FIRST OF ITS KIND REPORT PAVES WAY FOR SUSTAINABLE SOLID WASTE FUTURE IN JORDAN
Amman – Today, key allies, representatives from the Government of Jordan, donor agencies, international and local non-governmental organizations, as well as civil society groups gathered for the release of an unprecedented, country-wide report on public perceptions and behaviors regarding solid waste management, commissioned by Oxfam and produced by IPSOS research. “Country Wide Recycling in Jordan” sheds new light on perceptions about litter, waste, and recycling in Jordan and paves the way for meaningful initiatives moving forward toward a more sustainable solid waste future in the country. Solid waste is any unwanted waste or litter that is discarded or thrown away.
“It’s critical to ensure we raise awareness about environmental sustainability with local communities,” said Eng. Omar Arabiyat, Director of Environmental Studies and Awareness in the Greater Amman Municipality. “Environmental sustainability, ensuring we’re reducing our environmental footprints, reusing and recycling as much as we can help ensure we do our part in ensuring sustainable development and ensures we’re doing our part for the current as well as future generations.”

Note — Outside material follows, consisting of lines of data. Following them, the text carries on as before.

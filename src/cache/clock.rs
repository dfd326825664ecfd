//! Wall clock abstraction used for every freshness computation.

use std::sync::atomic::{AtomicI64, Ordering};

use chrono::Utc;

/// Milliseconds since the Unix epoch.
pub type Timestamp = i64;

/// Source of the current time.
pub trait Clock: Send + Sync {
  fn now(&self) -> Timestamp;
}

/// Clock backed by the system time.
#[derive(Debug, Clone, Copy, Default)]
pub struct SystemClock;

impl Clock for SystemClock {
  fn now(&self) -> Timestamp {
    Utc::now().timestamp_millis()
  }
}

/// Clock that only moves when told to.
///
/// Lets callers exercise TTL boundaries without sleeping.
#[derive(Debug, Default)]
pub struct ManualClock {
  now: AtomicI64,
}

impl ManualClock {
  pub fn new(start: Timestamp) -> Self {
    Self {
      now: AtomicI64::new(start),
    }
  }

  pub fn set(&self, now: Timestamp) {
    self.now.store(now, Ordering::SeqCst);
  }

  pub fn advance_millis(&self, millis: i64) {
    self.now.fetch_add(millis, Ordering::SeqCst);
  }
}

impl Clock for ManualClock {
  fn now(&self) -> Timestamp {
    self.now.load(Ordering::SeqCst)
  }
}
//! What a settlement screen needs from the game server.

use std::future::Future;

use color_eyre::Result;
use serde::{Deserialize, Serialize};

use crate::codex::types::Settlement;
use crate::settlement::SettlementBuilding;

/// A character's live position inside a settlement. Never cached.
#[derive(Debug, Clone, PartialEq, Serialize, Deserialize)]
#[serde(rename_all = "camelCase")]
pub struct CharacterPosition {
  pub character_id: i64,
  pub name: String,
  #[serde(rename = "xCoordinate", default)]
  pub x: f64,
  #[serde(rename = "yCoordinate", default)]
  pub y: f64,
  #[serde(rename = "zCoordinate", default)]
  pub z: f64,
  pub current_action: Option<String>,
  #[serde(default)]
  pub is_player: bool,
}

/// Remote fetches used by [`super::SettlementScreen`].
///
/// No retry or backoff is expected here; the screen surfaces failures per slice.
pub trait SettlementApi: Send + Sync + 'static {
  fn settlement(&self, settlement_id: i64) -> impl Future<Output = Result<Settlement>> + Send;

  fn settlement_buildings(
    &self,
    settlement_id: i64,
  ) -> impl Future<Output = Result<Vec<SettlementBuilding>>> + Send;

  fn character_positions(
    &self,
    settlement_id: i64,
  ) -> impl Future<Output = Result<Vec<CharacterPosition>>> + Send;
}
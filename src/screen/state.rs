//! Per-slice and per-screen load states.

use crate::cache::CacheSource;

/// The state of one independently loaded slice of a screen.
#[derive(Debug, Clone, PartialEq)]
pub enum SliceState<T> {
  /// Nothing requested yet
  Idle,
  /// First fetch in flight, nothing to show
  Loading,
  /// Data available; a failed background refresh keeps it and records why
  Ready {
    data: T,
    source: CacheSource,
    refresh_error: Option<String>,
  },
  /// Fetch failed with nothing to show
  Failed(String),
}

impl<T> SliceState<T> {
  pub fn ready(data: T, source: CacheSource) -> Self {
    SliceState::Ready {
      data,
      source,
      refresh_error: None,
    }
  }

  pub fn is_loading(&self) -> bool {
    matches!(self, SliceState::Loading)
  }

  pub fn is_ready(&self) -> bool {
    matches!(self, SliceState::Ready { .. })
  }

  pub fn is_failed(&self) -> bool {
    matches!(self, SliceState::Failed(_))
  }

  pub fn data(&self) -> Option<&T> {
    match self {
      SliceState::Ready { data, .. } => Some(data),
      _ => None,
    }
  }

  pub fn error(&self) -> Option<&str> {
    match self {
      SliceState::Failed(e) => Some(e),
      SliceState::Ready {
        refresh_error: Some(e),
        ..
      } => Some(e),
      _ => None,
    }
  }

  /// Record a failed fetch without discarding data already shown.
  pub fn fail(&mut self, error: String) {
    match self {
      SliceState::Ready { refresh_error, .. } => *refresh_error = Some(error),
      other => *other = SliceState::Failed(error),
    }
  }
}

/// Lifecycle of a screen.
#[derive(Debug, Clone, Copy, PartialEq, Eq)]
pub enum ScreenPhase {
  Idle,
  /// First paint pending
  Loading,
  Rendered { stale: bool },
  /// Something is shown and a refresh is running
  Refreshing,
}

The report underscores that the lack of environmental consciousness in Jordan is due primarily to the public’s preoccupation with the challenging socio-economic conditions. With most people focused on making ends meet, prioritizing environmental sustainability falls far behind. The very few who do re-use or recycle appear to do so largely for economic reasons rather than environmental ones. Additionally, where minimal levels of environmental awareness and drive did exist, report findings reveal that efforts are quickly dampened by the lack of information, resources, infrastructure, and services in Jordan’s solid waste sector.
“Our quarterly Jordanian Consumer Sentiment Index study continuously shows that people are overwhelmed by the financial pressures they face, pushing environmental issues lower on their list of concerns,” said Saif Nimry, General Manager, Ipsos Jordan & Iraq. “Environmental initiatives show economical promise through creating jobs and decreasing reliance on importing raw materials. That said, one of the key challenges lies in improving environmental awareness and clearing the wide misconception between reuse and recycling in the country.”
The report is just one of a series of initiatives Oxfam in Jordan is embarking on as part of a larger Beitak Beitak campaign reminding people that their environment is their home. The initiatives aim to increase levels of environmental literacy across the country, raise awareness with a specific target on young people, and begin expanding on successful pilot projects that address some of the socio-economic challenges by creating dignified jobs in the sector while meeting solid waste demands. Chief among these initiatives is a first-of-its-kind website that helps connect visitors across the country with litter and recycling information as well as local, nearby resources, facilities, and services. Oxfam chose an online platform after report findings indicated over 50 percent of the Jordanian public relies on the internet for general information.
“We are hopeful that the report’s findings, as well as the respective initiatives we’ve launched in conjunction, provide a launchpad from which creative and meaningful solutions amongst dedicated and committed allies and partners can be born,” said Nickie Monga, Oxfam Country Director (Jordan). “As the global climate crisis continues to threaten livelihoods across the world, the report reveals recommendations that, if undertaken, can help turn Jordan into a model of environmental transformation contact in the region. One that raises awareness, creates dignified jobs in the green sector and creates a greener, cleaner Jordan.”
Despite being home to ancient cities, breathtaking sandstone canyons, and spectacular world wonders, Jordan produces over two million tons of solid waste every year – equivalent to approximately 4,000 Boeing 747 planes. Less than ten percent of it is recycled, meaning, the increasing accumulation of waste threatens not only these beautiful landscapes but the country’s communities, public spaces, and the agricultural sector the country relies on. More so, doing so with a sense of urgency while there’s still time is key to stopping this trend.
Oxfam is thankful to the Deutsche Gesellschaft für Internationale Zusammenarbeit (GiZ), who’s generous funding made this initiative possible.